Base legal para o entendimento

A Solução de Consulta está vinculada à Solução de Consulta COSIT nº 165, de 14 de dezembro de 2016, o que significa que o entendimento é aplicável a casos semelhantes em todo o território nacional.

Os dispositivos legais que fundamentam esta interpretação são:

  • Lei Complementar nº 123, de 2006, art. 18, § 5º-B, IX, e § 5-C, I;
  • Lei nº 8.212, de 1991, art. 31, caput e § 1º;
  • Instrução Normativa RFB nº 971, de 2009, arts. 191, 322, I e X, e Anexo VII.

Impactos práticos para empresas do setor

Esta orientação da Receita Federal traz implicações práticas significativas para empresas optantes pelo Simples Nacional que prestam serviços de instalação:

  1. Carga tributária adequada: Ao serem tributadas pelo Anexo III, as empresas se beneficiam de alíquotas mais favoráveis em comparação ao Anexo IV ou V;
  2. Melhoria no fluxo de caixa: A não incidência da retenção de 11% significa que as empresas receberão o valor integral dos serviços prestados, sem a necessidade de aguardar compensações ou restituições;
  3. Segurança jurídica: Com este entendimento vinculante, as empresas podem adotar o tratamento tributário correto com maior segurança, evitando questionamentos em fiscalizações.

É essencial que as empresas que atuam com tributação no Simples Nacional de serviços de instalação de portas e janelas verifiquem se estão aplicando corretamente o regime tributário e informem seus clientes sobre a não necessidade de retenção previdenciária.

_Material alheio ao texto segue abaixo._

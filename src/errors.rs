use crate::allocator::AllocationError;

// ---------------------------------------------------------------------------
// Main client error type
// ---------------------------------------------------------------------------

#[non_exhaustive]
#[derive(Debug, thiserror::Error)]
pub enum WarrenError {
    /// The client's allocator refused an allocation.
    #[error("out of memory: {0}")]
    OutOfMemory(String),

    /// Malformed account, queue, or message identifier, or a stale
    /// managed-attributes id.
    #[error("invalid argument: {0}")]
    InvalidArgument(String),

    /// The backend refused the command at submission time. No deliveries
    /// will ever follow for this attempt.
    #[error("submission rejected: {0}")]
    SubmissionRejected(String),

    /// I/O failure while talking to a server, outside the window covered
    /// by log deliveries.
    #[error("transport error: {0}")]
    Transport(String),

    /// Serialization / deserialization failure on the wire.
    #[error("serialization error: {0}")]
    Serialization(String),

    /// Builder misconfiguration.
    #[error("builder error: {0}")]
    Builder(String),

    /// No backend registered under the given name.
    #[error("unknown backend: {0}")]
    UnknownBackend(String),
}

impl From<AllocationError> for WarrenError {
    fn from(err: AllocationError) -> Self {
        WarrenError::OutOfMemory(err.to_string())
    }
}

#[cfg(feature = "http")]
impl From<reqwest::Error> for WarrenError {
    fn from(err: reqwest::Error) -> Self {
        WarrenError::Transport(err.to_string())
    }
}

impl From<serde_json::Error> for WarrenError {
    fn from(err: serde_json::Error) -> Self {
        WarrenError::Serialization(err.to_string())
    }
}

// ---------------------------------------------------------------------------
// Result type alias
// ---------------------------------------------------------------------------

pub type Result<T> = std::result::Result<T, WarrenError>;
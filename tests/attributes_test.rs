use std::sync::Arc;

use warren::{AttributeSet, Client, MessageAttributes, QuotaAllocator, WarrenError};

fn quota_client(limit: usize) -> (Client, Arc<QuotaAllocator>) {
    let quota = Arc::new(QuotaAllocator::new(limit));
    let client = Client::builder()
        .backend("memory")
        .allocator(quota.clone())
        .build()
        .unwrap();
    (client, quota)
}

// ---------------------------------------------------------------------------
// Value semantics
// ---------------------------------------------------------------------------

#[test]
fn test_new_attributes_are_zeroed() {
    let attrs = MessageAttributes::new();
    assert_eq!(attrs.ttl(), 0);
    assert_eq!(attrs.hide(), 0);
    assert!(attrs.assigned().is_empty());
    assert!(!attrs.check(AttributeSet::TTL | AttributeSet::HIDE));
}

#[test]
fn test_setters_assign_and_mark() {
    let mut attrs = MessageAttributes::new();
    attrs.set_ttl(300);
    assert_eq!(attrs.ttl(), 300);
    assert!(attrs.check(AttributeSet::TTL));
    assert!(!attrs.check(AttributeSet::HIDE));

    attrs.set_hide(60);
    assert_eq!(attrs.hide(), 60);
    assert_eq!(attrs.assigned(), AttributeSet::TTL | AttributeSet::HIDE);
}

#[test]
fn test_with_chain_marks_both() {
    let attrs = MessageAttributes::new().with_ttl(120).with_hide(10);
    assert_eq!(attrs.ttl(), 120);
    assert_eq!(attrs.hide(), 10);
    assert_eq!(attrs.assigned(), AttributeSet::TTL | AttributeSet::HIDE);
}

#[test]
fn test_zero_values_still_count_as_assigned() {
    let attrs = MessageAttributes::new().with_hide(0);
    assert_eq!(attrs.hide(), 0);
    assert!(attrs.check(AttributeSet::HIDE));
}

#[test]
fn test_unset_replaces_the_whole_mask() {
    let mut attrs = MessageAttributes::new().with_ttl(100).with_hide(10);

    // The argument becomes the mask; it is not subtracted from it.
    attrs.unset(AttributeSet::HIDE);
    assert!(attrs.check(AttributeSet::HIDE));
    assert!(!attrs.check(AttributeSet::TTL));

    // Field values survive mask edits.
    assert_eq!(attrs.ttl(), 100);
    assert_eq!(attrs.hide(), 10);

    attrs.unset(AttributeSet::empty());
    assert!(attrs.assigned().is_empty());
}

#[test]
fn test_check_matches_any_assigned_bit() {
    let attrs = MessageAttributes::new().with_ttl(5);
    // One assigned bit out of two queried is enough.
    assert!(attrs.check(AttributeSet::TTL | AttributeSet::HIDE));
    assert!(!attrs.check(AttributeSet::HIDE));
    assert!(!attrs.check(AttributeSet::empty()));
}

#[test]
fn test_reset_restores_default() {
    let mut attrs = MessageAttributes::new().with_ttl(100).with_hide(10);
    attrs.reset();
    assert_eq!(attrs, MessageAttributes::new());
}

#[test]
fn test_clone_is_independent() {
    let original = MessageAttributes::new().with_ttl(100);
    let mut copy = original.clone();
    copy.set_hide(10);
    copy.unset(AttributeSet::empty());

    assert_eq!(original.assigned(), AttributeSet::TTL);
    assert_eq!(original.hide(), 0);
}

#[test]
fn test_size_is_nonzero() {
    assert!(MessageAttributes::size() > 0);
}

// ---------------------------------------------------------------------------
// Managed attributes (client registry)
// ---------------------------------------------------------------------------

#[test]
fn test_create_attributes_charges_allocator() {
    let (mut client, quota) = quota_client(1024);
    let id = client.create_attributes().unwrap();

    assert_eq!(quota.used(), MessageAttributes::size());
    assert_eq!(client.attributes(id), Some(&MessageAttributes::new()));
    assert_eq!(client.attributes_count(), 1);
}

#[test]
fn test_create_from_copies_values() {
    let (mut client, _quota) = quota_client(1024);
    let src = MessageAttributes::new().with_ttl(60);
    let id = client.create_attributes_from(&src).unwrap();

    assert_eq!(client.attributes(id), Some(&src));

    // The registry holds a copy, not a reference.
    let mut detached = src;
    detached.set_hide(10);
    assert_eq!(client.attributes(id).unwrap().hide(), 0);
}

#[test]
fn test_attributes_mut_edits_in_place() {
    let (mut client, _quota) = quota_client(1024);
    let id = client.create_attributes().unwrap();

    client.attributes_mut(id).unwrap().set_ttl(300);
    assert_eq!(client.attributes(id).unwrap().ttl(), 300);
}

#[test]
fn test_free_keeps_other_ids_live() {
    let (mut client, quota) = quota_client(1024);
    let first = client.create_attributes().unwrap();
    let second = client.create_attributes().unwrap();
    let third = client.create_attributes().unwrap();

    client.free_attributes(second).unwrap();

    assert!(client.attributes(second).is_none());
    assert!(client.attributes(first).is_some());
    assert!(client.attributes(third).is_some());
    assert_eq!(client.attributes_count(), 2);
    assert_eq!(quota.used(), 2 * MessageAttributes::size());
}

#[test]
fn test_free_stale_id_is_invalid_argument() {
    let (mut client, _quota) = quota_client(1024);
    let id = client.create_attributes().unwrap();
    client.free_attributes(id).unwrap();

    let err = client.free_attributes(id).unwrap_err();
    assert!(matches!(err, WarrenError::InvalidArgument(_)));
    assert!(err.to_string().contains("not live"));
}

#[test]
fn test_quota_refusal_surfaces_as_out_of_memory() {
    let (mut client, quota) = quota_client(MessageAttributes::size() - 1);
    let err = client.create_attributes().unwrap_err();

    assert!(matches!(err, WarrenError::OutOfMemory(_)));
    assert!(err.to_string().contains("quota exceeded"));
    assert_eq!(client.attributes_count(), 0);
    assert_eq!(quota.used(), 0);
}

#[test]
fn test_client_drop_releases_unfreed_objects() {
    let (mut client, quota) = quota_client(1024);
    let first = client.create_attributes().unwrap();
    client.create_attributes().unwrap();
    client.create_attributes().unwrap();
    client.free_attributes(first).unwrap();

    drop(client);
    assert_eq!(quota.used(), 0);
}

// ---------------------------------------------------------------------------
// Charged attributes
// ---------------------------------------------------------------------------

#[test]
fn test_charged_attributes_release_on_drop() {
    let (client, quota) = quota_client(1024);
    let mut charged = client.charged_attributes().unwrap();
    assert_eq!(quota.used(), MessageAttributes::size());

    charged.set_ttl(30);
    assert_eq!(charged.ttl(), 30);

    drop(charged);
    assert_eq!(quota.used(), 0);
}

#[test]
fn test_into_inner_releases_once() {
    let (client, quota) = quota_client(1024);
    let src = MessageAttributes::new().with_ttl(60);
    let charged = client.charged_attributes_from(&src).unwrap();

    let plain = charged.into_inner();
    assert_eq!(quota.used(), 0);
    assert_eq!(plain, src);

    // The detached plain value carries no charge of its own.
    drop(plain);
    assert_eq!(quota.used(), 0);
}

#[test]
fn test_charged_attributes_stay_out_of_the_registry() {
    let (client, _quota) = quota_client(1024);
    let _charged = client.charged_attributes().unwrap();
    assert_eq!(client.attributes_count(), 0);
}

#[test]
fn test_charged_refusal_creates_nothing() {
    let (client, quota) = quota_client(0);
    assert!(client.charged_attributes().is_err());
    assert_eq!(quota.used(), 0);
}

Diferenciação entre instalação e construção civil

Vale destacar que existe uma diferença importante entre os serviços de instalação abordados nesta Solução de Consulta e os serviços de construção civil propriamente ditos. Enquanto a instalação de elementos como portas, janelas e divisórias é tributada pelo Anexo III, os serviços de construção civil são tributados pelo Anexo IV da LC 123/2006.

Portanto, é fundamental que as empresas identifiquem corretamente a natureza dos serviços prestados para aplicar o regime tributário adequado. A classificação incorreta pode resultar em recolhimento a menor de tributos e consequentes autuações fiscais.

Considerações finais

A Solução de Consulta analisada traz importantes esclarecimentos para empresas optantes pelo Simples Nacional que atuam com instalação de portas, janelas, tetos, divisórias e armários embutidos. O enquadramento no Anexo III e a não incidência da retenção previdenciária representam um tratamento tributário mais favorável para estas atividades.

Recomenda-se que as empresas do setor mantenham documentação adequada que comprove a natureza dos serviços prestados, distinguindo claramente as atividades de instalação das atividades de construção civil, quando for o caso.

Além disso, é importante acompanhar possíveis atualizações na legislação do Simples Nacional, uma vez que mudanças podem ocorrer e alterar o tratamento tributário aplicável a estes serviços.